One factor in our case for the process seeming quite as extended as it has is that we made a first abortive attempt to set things in motion back in 2012, when the Kickass Canada Girl had moved – temporarily as it turned out – to Victoria. For those with a predilection for completeness here follows the complete trail of my posts documenting the whole shebang…

  • A Tough OccupationMay 2012 – an introduction to the PR process
  • A Word from our SponsorMay 2012 – the part that the Girl would have to play in the process
  • PrerequisitesMay 2012 – a description of the documentation that would need to be gathered before completing the application
  • Doctor, DoctorJune 2012 – my first visit to the doctor to acquire a medical certificate
  • A Little Application-1June 2012 – details of the complete sponsor’s application
  • A Little Application-2June 2012 – details of my own complete application
  • Leave to RemainDecember 2012 – first attempt abandoned
  • Residency RevisitedFebruary 2014 – the process restarted a year on
  • Residency Revisited – RevisitedFebruary 2014 – further information gleaned concerning the process
  • Spot the DifferenceApril 2014 – second medical and police certificates are obtained
  • Momentous DayJune 2014 – the completed application is at last submitted
  • Cause for CelebrationAugust 2014 – the Girl is approved as a sponsor
  • In the SystemAugust 2014 – our first appearance on the Electronic Client Application Status (ECAS) site
  • The Waiting Game  – November 2014 – introduction to the London sponsored applicant spreadsheet on the British Expat website
  • Signs of LifeNovember 2014 – request for payment of the Right of Permanent Residence Fee (RPRF)
  • Glory Be!March 2015 – finally – the application appears as ‘In Process’ on the ECAS
  • Hallelujah!May 2015 – and now it switches to ‘Decision Made’
  • It’s Official – May 2015 – this very post – I have my COPR!

Phew!

Men at work?

Image from PixabayIn around two months from now our tranter of choice – Bourne’s International Moves – will pitch up on the doorstep eager to crate up all of our precious goods and chattels for the bracing sea voyage around Cape Horn and on up the west coast of the Americas to Vancouver.
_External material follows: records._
#[tokio::test]
async fn transient_index_failures_are_retried() {
	let index = Arc::new(FlakyIndex {
		inner: MemoryIndex::new(DIM),
		failures: AtomicUsize::new(2),
		searches: AtomicUsize::new(0),
	});

	index.upsert(maintenance_passages()).await.expect("Failed to seed index.");

	let h = harness_with(
		config(),
		index.clone(),
		StubEmbedding::with_query(EmbedMode::Ok),
		StubGeneration::default(),
	)
	.await;
	let response = h.service.process_query(ask("customer")).await.expect("Query failed.");

	assert_eq!(response.answer.citations, vec!["cust-1".to_string()]);
	assert_eq!(index.searches.load(Ordering::SeqCst), 3);
}

#[tokio::test]
async fn persistent_index_failure_is_index_unavailable() {
	let index = Arc::new(FlakyIndex {
		inner: MemoryIndex::new(DIM),
		failures: AtomicUsize::new(usize::MAX),
		searches: AtomicUsize::new(0),
	});
	let h = harness_with(
		config(),
		index.clone(),
		StubEmbedding::with_query(EmbedMode::Ok),
		StubGeneration::default(),
	)
	.await;
	let failure = h.service.process_query(ask("customer")).await.expect_err("Expected failure.");

	assert!(matches!(failure.error, Error::IndexUnavailable { attempts: 3, .. }));
	assert_eq!(failure.stage, Stage::Retrieving);
	assert_eq!(index.searches.load(Ordering::SeqCst), 3);
	assert!(h.history.is_empty());
}

#[tokio::test]
async fn generation_is_retried_once() {
	let index = Arc::new(MemoryIndex::new(DIM));

	index.upsert(maintenance_passages()).await.expect("Failed to seed index.");

	let h = harness_with(
		config(),
		index,
		StubEmbedding::with_query(EmbedMode::Ok),
		StubGeneration::failing(1),
	)
	.await;
	let response = h.service.process_query(ask("engineer")).await.expect("Query failed.");

	assert!(!response.answer.text.is_empty());
	assert_eq!(h.generation.calls(), 2);
}

#[tokio::test]
async fn generation_failure_after_retry_fails_the_query() {
	let index = Arc::new(MemoryIndex::new(DIM));

	index.upsert(maintenance_passages()).await.expect("Failed to seed index.");

	let h = harness_with(
		config(),
		index,
		StubEmbedding::with_query(EmbedMode::Ok),
		StubGeneration::failing(5),
	)
	.await;
	let failure = h.service.process_query(ask("engineer")).await.expect_err("Expected failure.");

	assert!(matches!(failure.error, Error::GenerationUnavailable { .. }));
	assert_eq!(failure.stage, Stage::Composing);
	assert_eq!(h.generation.calls(), 2);
	assert!(h.history.is_empty());
}

#[tokio::test]
async fn stalled_generator_exhausts_retries_within_the_deadline() {
	let mut cfg = config();

	cfg.providers.generation.kind = GenerationKind::Http;
	cfg.providers.generation.provider_id = "local".to_string();
	cfg.providers.generation.api_base = "http://127.0.0.1:9001".to_string();
	cfg.providers.generation.api_key = "test-key".to_string();
	cfg.providers.generation.model = "maintenance-chat".to_string();
	cfg.providers.generation.timeout_ms = 200;
	cfg.pipeline.generation_timeout_ms = 600;

	sage_config::validate(&cfg).expect("Retry budget must fit the deadline.");

	let h = seeded_harness_with(cfg, StubGeneration::stalled()).await;
	let failure = h.service.process_query(ask("engineer")).await.expect_err("Expected failure.");

	assert_eq!(failure.code(), "GENERATION_UNAVAILABLE");
	assert_eq!(failure.stage, Stage::Composing);
	assert_eq!(h.generation.calls(), 2);
	assert!(h.history.is_empty());
}

#[tokio::test]
async fn stuck_generator_times_out_the_composing_stage() {
	let mut cfg = config();

	cfg.pipeline.generation_timeout_ms = 50;

	let h = seeded_harness_with(cfg, StubGeneration::stalled()).await;
	let failure = h.service.process_query(ask("customer")).await.expect_err("Expected timeout.");

	assert!(matches!(failure.error, Error::Timeout { stage: Stage::Composing, timeout_ms: 50 }));
	assert_eq!(failure.stage, Stage::Composing);
	assert!(h.history.is_empty());
}

#[tokio::test]
async fn stuck_index_times_out_the_retrieving_stage() {
	let mut cfg = config();

	cfg.pipeline.search_timeout_ms = 50;

	let h = harness_with(
		cfg,
		Arc::new(StuckIndex),
		StubEmbedding::with_query(EmbedMode::Ok),
		StubGeneration::default(),
	)
	.await;
	let failure = h.service.process_query(ask("engineer")).await.expect_err("Expected timeout.");

	assert!(matches!(failure.error, Error::Timeout { stage: Stage::Retrieving, timeout_ms: 50 }));
	assert_eq!(failure.code(), "TIMEOUT");
	assert_eq!(h.generation.calls(), 0);
	assert!(h.history.is_empty());
}

#[tokio::test]
async fn cancelled_query_records_nothing() {
	let h = seeded_harness_with(config(), StubGeneration::stalled()).await;
	let outcome =
		tokio::time::timeout(Duration::from_millis(100), h.service.process_query(ask("engineer")))
			.await;

	assert!(outcome.is_err(), "The query should still be composing when dropped.");
	assert_eq!(h.generation.calls(), 1);
	assert!(h.history.is_empty());
}

#[tokio::test]
async fn history_failure_fails_the_query() {
	let index = Arc::new(MemoryIndex::new(DIM));

	index.upsert(maintenance_passages()).await.expect("Failed to seed index.");

	let providers = Providers::new(
		Arc::new(StubEmbedding::with_query(EmbedMode::Ok)),
		Arc::new(StubGeneration::default()),
	);
	let service = SageService::with_providers(
		config(),
		AccessRule::default(),
		index,
		Arc::new(FailingHistory),
		providers,
	);
	let failure = service.process_query(ask("customer")).await.expect_err("Expected failure.");

	assert!(matches!(failure.error, Error::HistoryUnavailable { .. }));
	assert_eq!(failure.stage, Stage::Composing);
}

#[tokio::test]
async fn forbidden_hit_from_the_index_is_an_access_violation() {
	let h = harness_with(
		config(),
		Arc::new(LeakyIndex),
		StubEmbedding::with_query(EmbedMode::Ok),
		StubGeneration::default(),
	)
	.await;
	let failure = h.service.process_query(ask("customer")).await.expect_err("Expected violation.");

	assert!(matches!(failure.error, Error::AccessViolation { .. }));
	assert_eq!(failure.stage, Stage::Retrieving);
	assert_eq!(h.generation.calls(), 0);
	assert!(h.history.is_empty());
}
I am – of course – kidding! All our worldly possessions will in fact rather traverse the Panama Canal…

At least – I hope that is the plan!

The point is – big, scary things are about to transpire and pretty much everything that happens between now and the date of our departure is ineluctably bound up with the process. It is doubtless for such reasons that neither the Kickass Canada Girl nor I have much time nor patience for the minutiae and trivia of everyday life.

One such item of trivia – trivial at least as far as I was concerned – was the decision to schedule in the midst of the working week some apparently essential water mains restoration works across one of the roundabouts on the main arterial route into London that forms part of my daily pilgrimage to the School. This ‘work’ entailed the blocking of all bar one lane around this particular roundabout for three days – as far as one could tell without any concomitant commitment to actually turn up to carry out any form of labour – there being no sign of such on any of the occasions on which I struggled past the site.

This apparently careless arrangement added at least half an hour to my journey in each direction – resulting in my total in-car time rising to around four and a half hours each day!

Given that my working life has but seven weeks to run before I retire you might imagine just how dim a view I take of having to spend such an extensive proportion of it sitting in traffic.

I realise – of course – that those of you not approaching retirement may curl your lips disdainfully at the petty grumbles of one about so to do – and I do naturally sympathise… really I do!… but I find it increasingly difficult to maintain an appropriate sense of perspective as to the true import of the activities with which we fill our days.

Oh well! Thirty five working days – and counting!